Extracted records:

________

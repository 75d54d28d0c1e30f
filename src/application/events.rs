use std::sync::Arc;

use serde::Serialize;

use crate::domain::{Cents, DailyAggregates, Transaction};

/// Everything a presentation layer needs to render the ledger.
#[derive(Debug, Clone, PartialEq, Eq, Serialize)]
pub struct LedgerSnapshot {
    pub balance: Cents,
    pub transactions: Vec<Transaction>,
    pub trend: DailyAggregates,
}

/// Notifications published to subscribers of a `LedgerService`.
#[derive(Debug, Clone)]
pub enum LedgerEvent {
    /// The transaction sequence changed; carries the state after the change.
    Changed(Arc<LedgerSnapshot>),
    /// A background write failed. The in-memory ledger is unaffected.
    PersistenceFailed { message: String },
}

________

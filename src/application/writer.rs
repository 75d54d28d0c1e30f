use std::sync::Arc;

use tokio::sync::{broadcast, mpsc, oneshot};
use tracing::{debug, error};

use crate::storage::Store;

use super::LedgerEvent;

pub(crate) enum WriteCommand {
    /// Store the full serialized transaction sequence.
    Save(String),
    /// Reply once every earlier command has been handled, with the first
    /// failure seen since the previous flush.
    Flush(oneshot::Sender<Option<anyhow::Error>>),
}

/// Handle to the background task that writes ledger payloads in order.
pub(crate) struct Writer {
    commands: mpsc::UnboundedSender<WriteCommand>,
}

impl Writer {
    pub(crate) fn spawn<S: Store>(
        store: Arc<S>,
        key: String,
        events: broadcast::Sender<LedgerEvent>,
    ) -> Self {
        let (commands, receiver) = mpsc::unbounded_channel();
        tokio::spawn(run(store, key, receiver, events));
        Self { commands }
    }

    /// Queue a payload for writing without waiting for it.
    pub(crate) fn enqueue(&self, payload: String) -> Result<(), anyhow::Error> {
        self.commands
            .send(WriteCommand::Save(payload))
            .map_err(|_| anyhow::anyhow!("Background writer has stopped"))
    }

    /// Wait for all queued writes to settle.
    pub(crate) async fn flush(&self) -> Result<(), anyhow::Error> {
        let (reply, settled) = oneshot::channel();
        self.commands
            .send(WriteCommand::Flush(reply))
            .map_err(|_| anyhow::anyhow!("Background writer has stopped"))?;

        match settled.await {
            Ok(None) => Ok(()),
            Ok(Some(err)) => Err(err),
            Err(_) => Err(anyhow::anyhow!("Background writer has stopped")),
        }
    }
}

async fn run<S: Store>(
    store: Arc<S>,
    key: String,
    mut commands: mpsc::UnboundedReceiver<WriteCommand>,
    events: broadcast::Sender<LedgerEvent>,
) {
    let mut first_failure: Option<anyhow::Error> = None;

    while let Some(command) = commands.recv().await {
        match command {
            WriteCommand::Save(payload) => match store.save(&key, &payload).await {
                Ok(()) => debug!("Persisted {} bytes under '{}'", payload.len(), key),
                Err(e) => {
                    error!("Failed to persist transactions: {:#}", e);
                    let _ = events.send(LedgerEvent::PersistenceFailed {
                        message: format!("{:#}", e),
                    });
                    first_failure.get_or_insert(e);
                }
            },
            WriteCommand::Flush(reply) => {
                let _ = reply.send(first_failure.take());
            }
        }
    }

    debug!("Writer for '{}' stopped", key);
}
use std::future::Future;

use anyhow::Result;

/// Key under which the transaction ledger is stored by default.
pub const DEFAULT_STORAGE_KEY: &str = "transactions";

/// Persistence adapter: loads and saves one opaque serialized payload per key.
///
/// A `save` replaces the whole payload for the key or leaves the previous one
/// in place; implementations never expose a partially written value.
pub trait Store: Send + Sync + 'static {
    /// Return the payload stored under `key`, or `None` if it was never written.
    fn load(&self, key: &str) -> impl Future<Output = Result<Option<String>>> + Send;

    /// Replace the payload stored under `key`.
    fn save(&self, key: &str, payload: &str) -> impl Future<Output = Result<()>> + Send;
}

________

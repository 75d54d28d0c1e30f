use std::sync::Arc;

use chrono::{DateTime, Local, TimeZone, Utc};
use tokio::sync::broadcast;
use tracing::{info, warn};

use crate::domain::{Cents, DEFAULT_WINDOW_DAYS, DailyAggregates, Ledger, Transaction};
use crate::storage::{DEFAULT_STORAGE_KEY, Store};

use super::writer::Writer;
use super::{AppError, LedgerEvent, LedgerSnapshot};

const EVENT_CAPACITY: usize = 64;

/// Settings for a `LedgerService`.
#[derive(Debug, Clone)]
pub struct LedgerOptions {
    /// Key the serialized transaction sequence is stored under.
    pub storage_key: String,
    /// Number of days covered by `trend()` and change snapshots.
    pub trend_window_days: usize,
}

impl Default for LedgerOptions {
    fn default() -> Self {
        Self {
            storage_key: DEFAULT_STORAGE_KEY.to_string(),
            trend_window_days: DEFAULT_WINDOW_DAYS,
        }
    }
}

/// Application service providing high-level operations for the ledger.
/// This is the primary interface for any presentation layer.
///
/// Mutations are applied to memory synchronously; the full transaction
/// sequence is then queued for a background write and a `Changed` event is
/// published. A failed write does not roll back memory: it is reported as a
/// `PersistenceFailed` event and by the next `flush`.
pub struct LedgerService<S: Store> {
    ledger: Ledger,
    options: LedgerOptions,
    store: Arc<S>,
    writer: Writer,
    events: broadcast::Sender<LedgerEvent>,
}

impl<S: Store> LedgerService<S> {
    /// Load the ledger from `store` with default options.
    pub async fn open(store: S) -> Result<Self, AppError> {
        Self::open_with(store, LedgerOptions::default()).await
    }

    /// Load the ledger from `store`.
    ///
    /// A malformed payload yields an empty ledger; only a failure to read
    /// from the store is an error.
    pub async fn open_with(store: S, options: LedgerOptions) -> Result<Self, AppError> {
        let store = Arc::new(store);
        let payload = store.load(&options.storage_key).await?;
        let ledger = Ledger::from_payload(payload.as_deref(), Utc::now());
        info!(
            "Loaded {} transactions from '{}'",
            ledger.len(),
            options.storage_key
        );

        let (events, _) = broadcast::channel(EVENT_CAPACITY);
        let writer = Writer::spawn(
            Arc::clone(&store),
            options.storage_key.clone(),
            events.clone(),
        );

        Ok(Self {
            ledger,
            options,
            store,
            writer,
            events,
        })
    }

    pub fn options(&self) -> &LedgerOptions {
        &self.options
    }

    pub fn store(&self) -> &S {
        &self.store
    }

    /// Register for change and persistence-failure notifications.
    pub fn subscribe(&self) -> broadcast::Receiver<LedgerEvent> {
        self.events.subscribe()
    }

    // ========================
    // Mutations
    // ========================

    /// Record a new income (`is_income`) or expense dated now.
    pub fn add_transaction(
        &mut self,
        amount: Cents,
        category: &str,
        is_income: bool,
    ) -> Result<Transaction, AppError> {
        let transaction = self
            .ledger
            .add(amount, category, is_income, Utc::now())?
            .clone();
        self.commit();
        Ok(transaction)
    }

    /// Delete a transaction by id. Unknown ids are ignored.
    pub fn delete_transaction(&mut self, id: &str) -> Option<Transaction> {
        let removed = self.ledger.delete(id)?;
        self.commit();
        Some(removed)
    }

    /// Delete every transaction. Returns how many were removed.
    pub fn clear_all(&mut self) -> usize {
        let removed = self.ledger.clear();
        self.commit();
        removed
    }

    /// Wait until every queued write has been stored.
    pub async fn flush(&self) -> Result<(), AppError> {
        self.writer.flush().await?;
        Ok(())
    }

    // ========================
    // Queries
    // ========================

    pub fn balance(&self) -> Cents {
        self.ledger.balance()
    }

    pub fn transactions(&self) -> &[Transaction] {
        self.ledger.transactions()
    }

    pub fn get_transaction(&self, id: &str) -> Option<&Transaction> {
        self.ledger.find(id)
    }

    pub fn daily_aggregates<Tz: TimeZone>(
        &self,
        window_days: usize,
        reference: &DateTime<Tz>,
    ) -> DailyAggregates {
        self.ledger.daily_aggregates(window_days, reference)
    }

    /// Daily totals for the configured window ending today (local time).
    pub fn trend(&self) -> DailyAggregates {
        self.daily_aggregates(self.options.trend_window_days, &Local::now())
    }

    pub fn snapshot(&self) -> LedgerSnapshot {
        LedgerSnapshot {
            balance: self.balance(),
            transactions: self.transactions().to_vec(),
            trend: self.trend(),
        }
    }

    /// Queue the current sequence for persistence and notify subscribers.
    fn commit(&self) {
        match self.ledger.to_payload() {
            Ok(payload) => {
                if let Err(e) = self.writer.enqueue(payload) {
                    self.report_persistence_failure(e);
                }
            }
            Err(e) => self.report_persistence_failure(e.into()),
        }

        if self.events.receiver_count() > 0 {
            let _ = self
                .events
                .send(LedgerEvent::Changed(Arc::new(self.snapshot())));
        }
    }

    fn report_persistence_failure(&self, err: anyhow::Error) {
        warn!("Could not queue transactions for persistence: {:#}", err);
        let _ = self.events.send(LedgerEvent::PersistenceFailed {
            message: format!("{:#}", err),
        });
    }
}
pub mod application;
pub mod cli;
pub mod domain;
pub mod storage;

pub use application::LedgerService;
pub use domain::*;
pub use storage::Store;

________

Exercise directions: Within the data above, how many lines include the string "None"? Answer with the number by itself.

Task answer: 3